Eucalyptus nitens (shining gum) is a perennial forest tree species 
grown mainly for kraft pulp production (KPY) in many parts of the 
world [1]. KPY is considered a key determinant of plantation 
profitability [2] and consequently increased KPY is a major 
objective of breeding programs [3]. In forest tree species, marker- 
assisted selection (MAS) is particularly attractive because conven- 
tional selection is impeded by long generation times and long 
delays until the full expression of mature traits [4] . A common 
feature of most agronomic traits in trees is that they are complex, 
and likely to be controlled by variation in many genes. Currently, 
there are two approaches being explored in trees for applying 
markers in breeding for improvement of complex traits. In the first 
approach, known as Genomic Selection (GS), large numbers of 
random markers are used for predicting phenotypes from 
genotypes [5]. In the second approach, markers potentially 
controlling the trait occurring within candidate genes are 
identified using association genetics in candidate genes.

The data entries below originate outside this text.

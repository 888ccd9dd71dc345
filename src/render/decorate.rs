//! Text decoration around rendered plots.
//!
//! Applied to backend output: an optional vertical y label down the left
//! edge, axis information below the plot, and header lines with the
//! generation time and test metadata.

use chrono::{DateTime, Local};
use serde::{Deserialize, Serialize};

use crate::source::TestMetadata;

/// Placeholder for absent metadata fields.
const NOT_AVAILABLE: &str = "N/A";

#[derive(Debug, Clone, Copy, PartialEq, Eq, Default, Serialize, Deserialize)]
#[serde(rename_all = "lowercase")]
pub enum YLabelPosition {
    #[default]
    Left,
    Top,
}

#[derive(Debug, Clone, Copy, PartialEq, Eq, Default, Serialize, Deserialize)]
#[serde(rename_all = "lowercase")]
pub enum YLabelRotation {
    #[default]
    Vertical,
    Horizontal,
}

#[derive(Debug, Clone, Copy, PartialEq, Eq)]
pub struct DecorateOptions {
    pub inline_ylabel: bool,
    pub ylabel_position: YLabelPosition,
    pub ylabel_rotation: YLabelRotation,
    pub axis_info_below: bool,
    pub timestamp: bool,
    pub metadata: bool,
}

impl Default for DecorateOptions {
    fn default() -> Self {
        Self {
            inline_ylabel: true,
            ylabel_position: YLabelPosition::Left,
            ylabel_rotation: YLabelRotation::Vertical,
            axis_info_below: false,
            timestamp: true,
            metadata: true,
        }
    }
}

impl DecorateOptions {
    /// Whether the y label is written vertically beside the plot.
    pub fn vertical_ylabel(&self) -> bool {
        self.inline_ylabel
            && self.ylabel_position == YLabelPosition::Left
            && self.ylabel_rotation == YLabelRotation::Vertical
    }

    /// The y label a backend should draw itself, if any.
    pub fn backend_ylabel<'a>(&self, label: &'a str) -> Option<&'a str> {
        (!self.vertical_ylabel()).then_some(label)
    }
}

/// Axis labels of one plot.
#[derive(Debug, Clone, Copy)]
pub struct AxisLabels<'a> {
    pub x: &'a str,
    pub y: &'a str,
}

/// Apply every enabled decoration to a rendered plot.
pub fn decorate(
    plot: &str,
    labels: AxisLabels<'_>,
    metadata: &TestMetadata,
    generated: DateTime<Local>,
    options: &DecorateOptions,
) -> String {
    let mut body = plot.to_string();
    if options.vertical_ylabel() {
        body = vertical_ylabel(&body, labels.y);
    }
    if options.axis_info_below {
        body = axis_info_below(&body, labels);
    }

    let header = header_lines(
        options.timestamp.then_some(generated),
        options.metadata.then_some(metadata),
    );
    if header.is_empty() {
        return body;
    }
    format!("{}\n\n{body}", header.join("\n"))
}

/// Write `label` one character per row, centred on the rows that contain
/// the plot's `|` axis. Other rows are indented to keep columns aligned.
///
/// Spaces become underscores so the label stays readable.
pub fn vertical_ylabel(plot: &str, label: &str) -> String {
    let rows: Vec<&str> = plot.lines().collect();
    let chars: Vec<char> = label
        .chars()
        .map(|c| if c == ' ' { '_' } else { c })
        .collect();

    let first = rows.iter().position(|r| r.contains('|'));
    let last = rows.iter().rposition(|r| r.contains('|'));
    let (Some(first), Some(last)) = (first, last) else {
        return plot.to_string();
    };
    let middle = first + (last - first) / 2;
    let start = middle.saturating_sub(chars.len() / 2);

    rows.iter()
        .enumerate()
        .map(|(i, row)| match i.checked_sub(start).and_then(|k| chars.get(k)) {
            Some(c) => format!("{c} {row}"),
            None => format!("  {row}"),
        })
        .collect::<Vec<_>>()
        .join("\n")
}

/// Drop trailing blank rows and append `X Axis:` / `Y Axis:` lines.
pub fn axis_info_below(plot: &str, labels: AxisLabels<'_>) -> String {
    let mut rows: Vec<&str> = plot.lines().collect();
    while rows.last().is_some_and(|r| r.trim().is_empty()) {
        rows.pop();
    }
    let x = format!("X Axis: {}", labels.x);
    let y = format!("Y Axis: {}", labels.y);
    rows.push("");
    rows.push(&x);
    rows.push(&y);
    rows.join("\n")
}

/// Header lines for the generation time and test metadata.
pub fn header_lines(
    generated: Option<DateTime<Local>>,
    metadata: Option<&TestMetadata>,
) -> Vec<String> {
    let mut lines = Vec::new();
    if let Some(time) = generated {
        lines.push(format!("Generated: {}", time.to_rfc3339()));
    }
    if let Some(meta) = metadata {
        let field = |v: &Option<String>| v.clone().unwrap_or_else(|| NOT_AVAILABLE.to_string());
        lines.push(format!("Time: {}", field(&meta.time)));
        lines.push(format!("Protocol: {}", field(&meta.protocol)));
        lines.push(format!("Local Host: {}", field(&meta.local_host)));
        lines.push(format!("Remote Host: {}", field(&meta.remote_host)));
        if let Some(streams) = meta.num_streams {
            lines.push(format!("Streams: {streams}"));
        }
        if let Some(duration) = meta.duration {
            lines.push(format!("Duration: {duration} s"));
        }
    }
    lines
}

These 
associated markers are then used to predict traits as in GS with 
random markers [6]. The discovery of high quality candidate 



genes is therefore a crucial step in the discovery of polymorphisms 
associated with complex traits such as growth and pulp yield. 

Recent developments in sequencing technologies are making it 
possible to identify large numbers of high quality candidate genes 
by exploring gene expression at the whole transcriptome level. 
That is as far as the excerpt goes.